“The law of the LORD is perfect, reviving the soul; the testimony of the LORD is sure, making wise the simple; the precepts of the LORD are right, rejoicing the heart; the commandment of the LORD is pure, enlightening the eyes”. Psalm 19:7-8 (NRS)
Each day as a precursor to my devotions, I read Psalm 19:7-14. I even attempt to recite it without looking, wanting to etch David’s words on my heart. Sometimes I remember it in its entirety, sometimes I forget. I think my “forgetfulness” is a “God-thing” in that He never wants me to think I have mastered any portion of His Word. He gently redirects my independence to reliance on the Holy Spirit for enlightenment. Every time I read these verses, the Holy Spirit gifts me with new discovery in familiar passages. The study of the Beatitudes has had a similar effect on me. What have I learned?
First, I have learned that the teachings contained in the Beatitudes are relevant and desirable for 21st century believers. The behaviors described in the Beatitudes represent what life “in Christ” looks like in relationship to God and with our fellowman. Once unbelievers become new creatures (2 Cor. 5:17), they are expected to no longer live by the world’s dictates; instead they are to pursue a righteous life style like that which was demonstrated by Jesus Christ. Time has no effect on this spiritual transaction. All the workings of salvation—justification, regeneration, sanctification—are the same in 2016 as they were in 1 A.D. and will continue until Christ returns. Although the behaviors outlined in the Beatitudes may not conform to the current “worldview”, they are none the less valid and profitable. The Beatitudes are foundational truths for righteous living that transcend time.

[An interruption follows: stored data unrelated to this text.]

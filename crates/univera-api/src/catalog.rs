//! Handlers for the academic catalog.
//!
//! | Method | Path | Notes |
//! |--------|------|-------|
//! | `GET`  | `/roles`, `/departments`, `/courses`, `/subjects` | Any known caller |
//! | `POST` | `/roles` | Body: `{"id"?: 12, "name": "..."}`; super users only |
//! | `POST` | `/departments` | Body: `{"name": "..."}`; super users only |
//! | `POST` | `/courses` | Body: `{"name": "...", "departmentId": 1}`; super users only |
//! | `POST` | `/subjects` | Body: `{"name": "...", "courseId"?: 1}`; super users only |
//! | `GET`  | `/departments/{id}`, `/courses/{id}` | Includes capacity holders |
//! | `POST` | `/departments/{id}/admin` | Body: `{"userId": "..."}`; super users only |

use axum::{
  Json,
  body::Bytes,
  extract::{Path, State},
  http::StatusCode,
  response::IntoResponse,
};
use serde::{Deserialize, Serialize};
use univera_core::{
  Provisioner,
  directory::Directory,
  identity::IdentityProvider,
  org::{
    Assignment, Course, Department, NewCourse, NewDepartment, NewRole, NewSubject,
    Role, Subject,
  },
  principal::SUPER_USERS,
  role::{Capacity, RoleId},
};

use crate::{
  body::{IdField, filled, parse_body},
  error::ApiError,
  principal::Caller,
};

// ─── Roles ───────────────────────────────────────────────────────────────────

/// `GET /roles`
pub async fn list_roles<D, I>(
  State(provisioner): State<Provisioner<D, I>>,
  caller: Caller,
) -> Result<Json<Vec<Role>>, ApiError>
where
  D: Directory + 'static,
  I: IdentityProvider + 'static,
{
  caller.require_known()?;
  let roles = provisioner.directory().list_roles().await.map_err(ApiError::store)?;
  Ok(Json(roles))
}

#[derive(Debug, Deserialize)]
pub struct CreateRoleBody {
  pub id:   Option<i64>,
  pub name: Option<String>,
}

/// `POST /roles`
pub async fn create_role<D, I>(
  State(provisioner): State<Provisioner<D, I>>,
  caller: Caller,
  body: Bytes,
) -> Result<impl IntoResponse, ApiError>
where
  D: Directory + 'static,
  I: IdentityProvider + 'static,
{
  caller.require(SUPER_USERS)?;
  let body: CreateRoleBody = parse_body(&body)?;
  let name = filled(body.name).ok_or_else(|| ApiError::BadRequest("name is required".into()))?;
  if body.id.is_some_and(|id| id <= 0) {
    return Err(ApiError::BadRequest("id must be positive".into()));
  }

  let name = name.trim().to_owned();
  let id = body.id.map(RoleId);

  let directory = provisioner.directory();
  let existing = directory.list_roles().await.map_err(ApiError::store)?;
  if let Some(taken) = existing
    .iter()
    .find(|r| r.name == name || Some(r.id) == id)
  {
    return Err(ApiError::BadRequest(format!(
      "role {} ({}) already exists",
      taken.id, taken.name
    )));
  }

  let role = directory
    .add_role(NewRole { id, name })
    .await
    .map_err(ApiError::store)?;
  Ok((StatusCode::CREATED, Json(role)))
}

// ─── Departments ─────────────────────────────────────────────────────────────

/// `GET /departments`
pub async fn list_departments<D, I>(
  State(provisioner): State<Provisioner<D, I>>,
  caller: Caller,
) -> Result<Json<Vec<Department>>, ApiError>
where
  D: Directory + 'static,
  I: IdentityProvider + 'static,
{
  caller.require_known()?;
  let departments = provisioner
    .directory()
    .list_departments()
    .await
    .map_err(ApiError::store)?;
  Ok(Json(departments))
}

#[derive(Debug, Deserialize)]
pub struct CreateDepartmentBody {
  pub name: Option<String>,
}

/// `POST /departments`
pub async fn create_department<D, I>(
  State(provisioner): State<Provisioner<D, I>>,
  caller: Caller,
  body: Bytes,
) -> Result<impl IntoResponse, ApiError>
where
  D: Directory + 'static,
  I: IdentityProvider + 'static,
{
  caller.require(SUPER_USERS)?;
  let body: CreateDepartmentBody = parse_body(&body)?;
  let name = filled(body.name).ok_or_else(|| ApiError::BadRequest("name is required".into()))?;

  let department = provisioner
    .directory()
    .add_department(NewDepartment { name: name.trim().to_owned() })
    .await
    .map_err(ApiError::store)?;
  Ok((StatusCode::CREATED, Json(department)))
}

/// `GET /departments/{id}`
pub async fn get_department<D, I>(
  State(provisioner): State<Provisioner<D, I>>,
  caller: Caller,
  Path(id): Path<i64>,
) -> Result<Json<Department>, ApiError>
where
  D: Directory + 'static,
  I: IdentityProvider + 'static,
{
  caller.require_known()?;
  let department = provisioner
    .directory()
    .get_department(id)
    .await
    .map_err(ApiError::store)?
    .ok_or_else(|| ApiError::NotFound(format!("department {id} not found")))?;
  Ok(Json(department))
}

#[derive(Debug, Deserialize)]
#[serde(rename_all = "camelCase")]
pub struct AssignAdminBody {
  pub user_id: Option<String>,
}

#[derive(Debug, Serialize)]
pub struct AssignedBody {
  pub message:    &'static str,
  pub assignment: Assignment,
}

/// `POST /departments/{id}/admin`
pub async fn assign_admin<D, I>(
  State(provisioner): State<Provisioner<D, I>>,
  caller: Caller,
  Path(id): Path<i64>,
  body: Bytes,
) -> Result<Json<AssignedBody>, ApiError>
where
  D: Directory + 'static,
  I: IdentityProvider + 'static,
{
  caller.require(SUPER_USERS)?;
  let body: AssignAdminBody = parse_body(&body)?;
  let user_id = filled(body.user_id).unwrap_or_default();

  let assignment = provisioner
    .assign(Capacity::Admin, id, user_id.trim())
    .await
    .map_err(|e| ApiError::lookup("Error assigning admin", e))?;
  Ok(Json(AssignedBody { message: "Admin assigned successfully", assignment }))
}

// ─── Courses ─────────────────────────────────────────────────────────────────

/// `GET /courses`
pub async fn list_courses<D, I>(
  State(provisioner): State<Provisioner<D, I>>,
  caller: Caller,
) -> Result<Json<Vec<Course>>, ApiError>
where
  D: Directory + 'static,
  I: IdentityProvider + 'static,
{
  caller.require_known()?;
  let courses = provisioner.directory().list_courses().await.map_err(ApiError::store)?;
  Ok(Json(courses))
}

#[derive(Debug, Deserialize)]
#[serde(rename_all = "camelCase")]
pub struct CreateCourseBody {
  pub name:          Option<String>,
  pub department_id: Option<IdField>,
}

/// `POST /courses`
pub async fn create_course<D, I>(
  State(provisioner): State<Provisioner<D, I>>,
  caller: Caller,
  body: Bytes,
) -> Result<impl IntoResponse, ApiError>
where
  D: Directory + 'static,
  I: IdentityProvider + 'static,
{
  caller.require(SUPER_USERS)?;
  let body: CreateCourseBody = parse_body(&body)?;
  let (Some(name), Some(department_id)) = (
    filled(body.name),
    body.department_id.as_ref().and_then(IdField::value),
  ) else {
    return Err(ApiError::BadRequest("name and departmentId are required".into()));
  };

  let directory = provisioner.directory();
  if directory
    .get_department(department_id)
    .await
    .map_err(ApiError::store)?
    .is_none()
  {
    return Err(ApiError::BadRequest(format!("unknown department {department_id}")));
  }

  let course = directory
    .add_course(NewCourse { name: name.trim().to_owned(), department_id })
    .await
    .map_err(ApiError::store)?;
  Ok((StatusCode::CREATED, Json(course)))
}

/// `GET /courses/{id}`
pub async fn get_course<D, I>(
  State(provisioner): State<Provisioner<D, I>>,
  caller: Caller,
  Path(id): Path<i64>,
) -> Result<Json<Course>, ApiError>
where
  D: Directory + 'static,
  I: IdentityProvider + 'static,
{
  caller.require_known()?;
  let course = provisioner
    .directory()
    .get_course(id)
    .await
    .map_err(ApiError::store)?
    .ok_or_else(|| ApiError::NotFound(format!("course {id} not found")))?;
  Ok(Json(course))
}

// ─── Subjects ────────────────────────────────────────────────────────────────

/// `GET /subjects`
pub async fn list_subjects<D, I>(
  State(provisioner): State<Provisioner<D, I>>,
  caller: Caller,
) -> Result<Json<Vec<Subject>>, ApiError>
where
  D: Directory + 'static,
  I: IdentityProvider + 'static,
{
  caller.require_known()?;
  let subjects = provisioner.directory().list_subjects().await.map_err(ApiError::store)?;
  Ok(Json(subjects))
}

#[derive(Debug, Deserialize)]
#[serde(rename_all = "camelCase")]
pub struct CreateSubjectBody {
  pub name:      Option<String>,
  pub course_id: Option<IdField>,
}

/// `POST /subjects`
pub async fn create_subject<D, I>(
  State(provisioner): State<Provisioner<D, I>>,
  caller: Caller,
  body: Bytes,
) -> Result<impl IntoResponse, ApiError>
where
  D: Directory + 'static,
  I: IdentityProvider + 'static,
{
  caller.require(SUPER_USERS)?;
  let body: CreateSubjectBody = parse_body(&body)?;
  let name = filled(body.name).ok_or_else(|| ApiError::BadRequest("name is required".into()))?;
  let course_id = body.course_id.as_ref().and_then(IdField::value);

  let directory = provisioner.directory();
  if let Some(course_id) = course_id
    && directory
      .get_course(course_id)
      .await
      .map_err(ApiError::store)?
      .is_none()
  {
    return Err(ApiError::BadRequest(format!("unknown course {course_id}")));
  }

  let subject = directory
    .add_subject(NewSubject { name: name.trim().to_owned(), course_id })
    .await
    .map_err(ApiError::store)?;
  Ok((StatusCode::CREATED, Json(subject)))
}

Second, the behaviors chronicled in the Beatitudes are not developed in the flesh but are supernaturally enabled. Before this study, I though the Beatitudes were behaviors that Christians should strive to achieve. Instead I have learned, that no amount of striving can accomplish each of these controversial behaviors; they are only possible through the infilling of the Holy Spirit. That’s the reason they make no sense to the unredeemed world. It is this third person of the God-head that is responsible for the transforming work needed to live out the behaviors described in the Beatitudes (Phil. 2:13). Kingdom living is “supernatural living” that flows from a life lived in obedience to and trust in God. The believer’s behavior is reframed to see God and others with the eyes of Christ.
Lastly, the Beatitudes remind me that this world is not the believer’s final place of residency. In the both the first and final Beatitude, the kingdom of heaven is the reward that Jesus refocuses the Disciples’ attention on. In an age of instant gratification, rewards that come later are not usually sought after. Knowing that we believers are “strangers and pilgrims” in this world, we must turn our attention to things that have eternal value (Col. 3:1-2). Therefore, we live in this world with different expectations as to how life is to be lived. Unfortunately, believers, like unbeliever invest much effort and worry focused on “life in this time” rather than “eternity with God”.
The Beatitudes are “rules of engagement” for followers of Christ. They are intimidating and antagonistic to accepted practices and beliefs of the world. Jesus’ teachings through the Beatitudes can only be understood through the lens of those who have accepted the benevolent offer of God’s salvation and transforming power. True satisfaction and peace is only possible through kingdom living found in Jesus Christ. It is only through this type of living that “blessedness” can truly be experienced—both now and through eternity. I realize that while I have learned much about the Beatitudes and Kingdom Living, the Holy Spirit has even more wisdom yet to impart to my simple soul.